Congenital heart defect (CHD), also described as congenital heart disease, is the most common type of birth defect; it is thought to have a significant genetic component. In two separate studies the human genes KMT2A and KMT2B have been associated with CHD. Candidate genes identified in large-scale exome sequencing analyses have been assessed in Drosophila using cardiac-targeted gene silencing of orthologous fly genes. Experiments using the Drosophila ortholog trx support KMT2A and KMT2B as a candidate genes in the development of CHD. For the fly gene, Dmel\trx, many classical amorphic and hypomorphic mutations, RNAi targeting constructs, and alleles caused by insertional mutagenesis have been generated.
KMT2A and KMT2B encode histone methyltransferases that methylate Lys-4 of histone H3; H3-K4 methylation represents a specific tag for epigenetic transcriptional activation. As transcriptional coativators, they play critical roles in regulating gene expression during early development and hematopoiesis. The human Hsap\KMT2A gene has been introduced into flies; partial heterologous rescue (functional complementation) has been demonstrated for loss-of-function mutations of trx. KMT2B has not been introduced into flies. KMT2A is also known as MLL; KMT2B is also known as MLL2.
Animals homozygous for amorphic alleles of Dmel\trx die during the embryonic stage. The original allele, thought to result in reduced levels of expression, allows survival to adulthood; homozygous animals exhibit various homeotic phenotypes. Targeted knockdown of trx restricted to the developing heart, effected by RNAi, results in 28-35% lethality prior to the adult stage; abnormal heart morphology is observed in larvae and in surviving adults; adult lifespan is severely reduced. Many physical and genetic interactions of Dmel\trx have been described; see below and in the trx gene report.
[updated Feb. 2021 by FlyBase; FBrf0222196]
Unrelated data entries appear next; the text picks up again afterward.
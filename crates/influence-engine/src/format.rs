//! Chain entry formatting: splitting names from explanations and keeping
//! explanations short

use influence_domain::ChainEntry;
use serde::{Deserialize, Serialize};

/// Caps applied to every explanation
#[derive(Debug, Clone, Copy, PartialEq, Eq, Serialize, Deserialize)]
pub struct ExplanationLimits {
    /// Soft cap in characters; cut at a nearby space when possible
    pub max_chars: usize,

    /// Hard cap in whitespace-delimited words
    pub max_words: usize,
}

impl Default for ExplanationLimits {
    fn default() -> Self {
        Self {
            max_chars: 30,
            max_words: 5,
        }
    }
}

/// How far around `max_chars` a word break is looked for
const BREAK_WINDOW: usize = 5;

/// Spaced dashes that separate a name from its explanation
const SPACED_SEPARATORS: [&str; 3] = [" - ", " – ", " — "];

/// Split an entry into `(name, explanation)`
///
/// The earliest spaced dash wins, so hyphenated names like "Jean-Paul
/// Sartre - philosophy circles" stay intact. Without one, the first `-`
/// splits. Returns `None` when the entry has no dash at all.
pub fn split_entry(entry: &str) -> Option<(&str, &str)> {
    let spaced = SPACED_SEPARATORS
        .iter()
        .filter_map(|sep| entry.find(sep).map(|idx| (idx, sep.len())))
        .min_by_key(|(idx, _)| *idx);

    match spaced {
        Some((idx, len)) => Some((&entry[..idx], &entry[idx + len..])),
        None => entry.split_once('-'),
    }
}

/// Shorten an explanation to the configured caps
///
/// Over `max_chars`, the text is cut at the first space found from
/// `max_chars - 5` onwards if it lies before `max_chars + 5`, otherwise hard
/// at `max_chars`. At most `max_words` words are then kept, joined by single
/// spaces. Positions count characters, not bytes.
pub fn shorten_explanation(explanation: &str, limits: &ExplanationLimits) -> String {
    let chars: Vec<char> = explanation.chars().collect();

    let truncated: String = if chars.len() > limits.max_chars {
        let window_start = limits.max_chars.saturating_sub(BREAK_WINDOW);
        let window_end = limits.max_chars + BREAK_WINDOW;
        let stop = chars
            .iter()
            .enumerate()
            .skip(window_start)
            .find(|(_, c)| **c == ' ')
            .map(|(idx, _)| idx);

        let end = match stop {
            Some(idx) if idx > 0 && idx < window_end => idx,
            _ => limits.max_chars,
        };
        chars[..end].iter().collect()
    } else {
        explanation.to_string()
    };

    truncated
        .split_whitespace()
        .take(limits.max_words)
        .collect::<Vec<_>>()
        .join(" ")
}

/// Turn one raw line of a chain into an entry with a short explanation
pub fn format_entry(raw: &str, limits: &ExplanationLimits) -> ChainEntry {
    let raw = raw.trim();
    match split_entry(raw) {
        None => ChainEntry::new(raw),
        Some((name, explanation)) => {
            ChainEntry::with_explanation(name, shorten_explanation(explanation.trim(), limits))
        }
    }
}

/// Format a raw entry with the default caps, returning its display string
///
/// # Examples
///
/// ```
/// use influence_engine::format_explanation;
///
/// assert_eq!(format_explanation("Bob - old friends"), "Bob - old friends");
/// assert_eq!(format_explanation("Carol"), "Carol");
/// assert_eq!(
///     format_explanation("Dan - met at a very long and winding charity gala dinner"),
///     "Dan - met at a very long"
/// );
/// ```
pub fn format_explanation(raw: &str) -> String {
    format_entry(raw, &ExplanationLimits::default()).to_string()
}
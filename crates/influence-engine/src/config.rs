//! Configuration for the game engine

use crate::format::ExplanationLimits;
use serde::{Deserialize, Serialize};

/// Configuration for the game engine
#[derive(Debug, Clone, PartialEq, Eq, Serialize, Deserialize)]
pub struct EngineConfig {
    /// Replies longer than this (characters) are cut before parsing
    #[serde(default = "default_max_reply_chars")]
    pub max_reply_chars: usize,

    /// Soft cap on an explanation's length (characters)
    #[serde(default = "default_max_explanation_chars")]
    pub max_explanation_chars: usize,

    /// Hard cap on an explanation's length (words)
    #[serde(default = "default_max_explanation_words")]
    pub max_explanation_words: usize,
}

fn default_max_reply_chars() -> usize {
    8_000
}

fn default_max_explanation_chars() -> usize {
    ExplanationLimits::default().max_chars
}

fn default_max_explanation_words() -> usize {
    ExplanationLimits::default().max_words
}

impl EngineConfig {
    /// The explanation caps as used by the path parser
    pub fn explanation_limits(&self) -> ExplanationLimits {
        ExplanationLimits {
            max_chars: self.max_explanation_chars,
            max_words: self.max_explanation_words,
        }
    }

    /// Validate the configuration
    pub fn validate(&self) -> Result<(), String> {
        if self.max_reply_chars == 0 {
            return Err("max_reply_chars must be greater than 0".to_string());
        }
        if self.max_explanation_chars == 0 {
            return Err("max_explanation_chars must be greater than 0".to_string());
        }
        if self.max_explanation_words == 0 {
            return Err("max_explanation_words must be greater than 0".to_string());
        }
        Ok(())
    }

    /// Load configuration from TOML string
    pub fn from_toml(toml_str: &str) -> Result<Self, String> {
        let config: Self =
            toml::from_str(toml_str).map_err(|e| format!("Failed to parse TOML: {}", e))?;
        config.validate()?;
        Ok(config)
    }

    /// Serialize configuration to TOML string
    pub fn to_toml(&self) -> Result<String, String> {
        toml::to_string_pretty(self).map_err(|e| format!("Failed to serialize to TOML: {}", e))
    }
}

impl Default for EngineConfig {
    fn default() -> Self {
        Self {
            max_reply_chars: default_max_reply_chars(),
            max_explanation_chars: default_max_explanation_chars(),
            max_explanation_words: default_max_explanation_words(),
        }
    }
}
A congenital heart defect is a problem with the structure of the heart; it is the most common type of birth defect. The defects can involve the walls of the heart, the valves of the heart, and the arteries and veins near the heart. They can disrupt the normal flow of blood through the heart: the blood flow can slow down, go in the wrong direction or to the wrong place, or be blocked completely (https://medlineplus.gov/congenitalheartdefects.html).
Defects range from simple, which might cause no problems, to complex, which can cause life-threatening complications. The most serious defects are categorized as critical congenital heart defects (CCHD). CCHD is life threatening and requires intervention in infancy; approximately 18 out of 10,000 babies are born with CCHD (https://www.aap.org/en-us/advocacy-and-policy/aap-health-initiatives/PEHDIC/Pages/Newborn-Screening-for-CCHD.aspx).
Genetic causes of congenital heart disease also account for many of the comorbidities seen with increased frequency in congenital heart disease patients, including neurodevelopmental disability, pulmonary disease, arrhythmia, renal disease, heart failure and an increased incidence of malignancy. (Simmons and Brueckner, 2017; pubmed:28872494).
A number of well studied syndromes, including DiGeorge syndrome, Williams-Beuren syndrome, Alagille syndrome, Noonan syndrome, and Holt-Oram syndrome, include congenital heart defect (Pierpont et al., 2007; pubmed:17519398).
Congenital heart defects (CHTD) are among the most common congenital defects, occurring with an incidence of 8/1,000 live births. The etiology of CHTD is complex, with contributions from environmental exposure, chromosomal abnormalities, and gene defects. [from MIM:306955; 2018.11.13]
KMT2B, lysine methyltransferase 2B, encodes a histone methyltransferase that methylates Lys-4 of histone H3. H3 Lys-4 methylation represents a specific tag for epigenetic transcriptional activation. [Gene Cards, KMT2B; 2018.11.13]
KMT2A encodes a transcriptional coactivator that plays an essential role in regulating gene expression during early development and hematopoiesis. The encoded protein contains multiple conserved functional domains. One of these domains, the SET domain, is responsible for its histone H3 lysine 4 (H3K4) methyltransferase activity which mediates chromatin modifications associated with epigenetic transcriptional activation. [Gene Cards, KMT2A; 2021.02.24]
Many to one: 2 human to 1 Drosophila; the second human gene is KMT2A.
Many to one: 2 human to 1 Drosophila; the second human gene is KMT2B.
Moderate-scoring ortholog of human KMT2A and KMT2B (1 Drosophila to 2 human). Dmel\trx shares 21-22% identity and 30-35% similarity with the human genes.